Nessa nova ordem econômica mundial, como se comentou, a OMC deve ser a norteadora do processo de globalização, no sentido de ser equânime entre os interesses individuais dos países, atendo-se às questões puramente econômicas: “A produção deverá atingir as necessidade humanas (seja o “consumidor” deste lado do mundo como do outro extremo)”. Assim como o Ego deve escutar o seu Self, assim a OMC deverá escutar a Vida Cultural da Humanidade, no sentido de entender a “finalidade humana”. Assim se resgatará o primeiro membro do organismo social, cuja missão será de fomentar as atividades culturais, a ciência, a educação, a de promover o indivíduo na sociedade, a de integração internacional, etc. Como o dinheiro é o “instrumento da realização do ser humano no mundo”, os Bancos (dos países) devem se colocar dentro desta nova ordem econômica mundial. Ou seja, devem realizar a sua função mais nobre: “circular o dinheiro”. É preciso abrir um parêntese, para entender que existem três possibilidades do uso do dinheiro: de uso privativo, de investimento e de doação. Para que o dinheiro cumpra o seu papel econômico, social e individual, é preciso que, doravante, os Bancos sejam BANCOS SOCIAIS, no sentido de que se possam realizar duas das três finalidades do dinheiro: de empréstimo às iniciativas produtivas e de doação às iniciativas culturais e beneficentes (Este viria, por enquanto, do super-lucro especulativo das Bolsas de Valores).
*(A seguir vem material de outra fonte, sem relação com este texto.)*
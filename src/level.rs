use serde::{Deserialize, Serialize};

fn default_block_name() -> String {
    "block".to_string()
}

/// Level data structure matching JSON format
#[derive(Clone, Debug, PartialEq, Serialize, Deserialize)]
pub struct LevelData {
    pub id: String,
    pub spawn_point: SpawnPoint,
    #[serde(default)]
    pub blocks: Vec<BlockData>,
}

/// Spawn point data
#[derive(Clone, Copy, Debug, PartialEq, Serialize, Deserialize)]
pub struct SpawnPoint {
    pub x: f32,
    pub y: f32,
}

/// Terrain block placed at its top-left corner
#[derive(Clone, Debug, PartialEq, Serialize, Deserialize)]
pub struct BlockData {
    #[serde(default = "default_block_name")]
    pub name: String,
    pub x: f32,
    pub y: f32,
}

impl BlockData {
    pub fn new(x: f32, y: f32) -> Self {
        Self {
            name: default_block_name(),
            x,
            y,
        }
    }
}

impl LevelData {
    /// Built-in layout: a floor running a window's width past both edges,
    /// one block resting on it and one floating block.
    pub fn starter(width: u32, height: u32, block_size: u32, spawn_point: SpawnPoint) -> Self {
        let (w, h, bs) = (width as i32, height as i32, block_size as i32);

        let mut blocks: Vec<BlockData> = ((-w).div_euclid(bs)..(w * 2).div_euclid(bs))
            .map(|i| BlockData::new((i * bs) as f32, (h - bs) as f32))
            .collect();
        blocks.push(BlockData::new(0.0, (h - bs * 2) as f32));
        blocks.push(BlockData::new((bs * 3) as f32, (h - bs * 4) as f32));

        Self {
            id: "starter".to_string(),
            spawn_point,
            blocks,
        }
    }
}
pub mod dto;
pub mod error;
pub mod profile_store;
pub mod usecase;

pub use dto::*;
pub use error::ApplicationError;
pub use profile_store::ProfileStore;
pub use usecase::*;
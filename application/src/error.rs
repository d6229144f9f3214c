use speaker_domain::DomainError;
use thiserror::Error;

#[derive(Debug, Error)]
pub enum ApplicationError {
    #[error("Domain error: {0}")]
    Domain(#[from] DomainError),

    #[error("Validation error: {0}")]
    Validation(String),

    #[error("Internal error: {0}")]
    Internal(String),
}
Portanto, através do caminho histórico, podem-se traçar as metas para o futuro. Somente através da “crise” (ou doença no organismo social), podem-se visualizar novas possibilidades para o porvir. No horizonte que desponta, não deve faltar a visão global do “organismo social”. Tanto a “vida política/jurídica” como a “vida econômica” precisam do “alimento” que vem da esfera da vida cultural/espiritual. Assim se poderão elaborar “leis” mais condizentes com a condição humana, que se fundamentem na vida do “direito”. Assim se estimulará a participação de pessoas com “juízo econômico”, que entendam da prática econômica, no sentido dar um rumo certo à “realização” do homem no mundo. Assim, finalmente, o indivíduo será valorizado como centro do “organismo social”.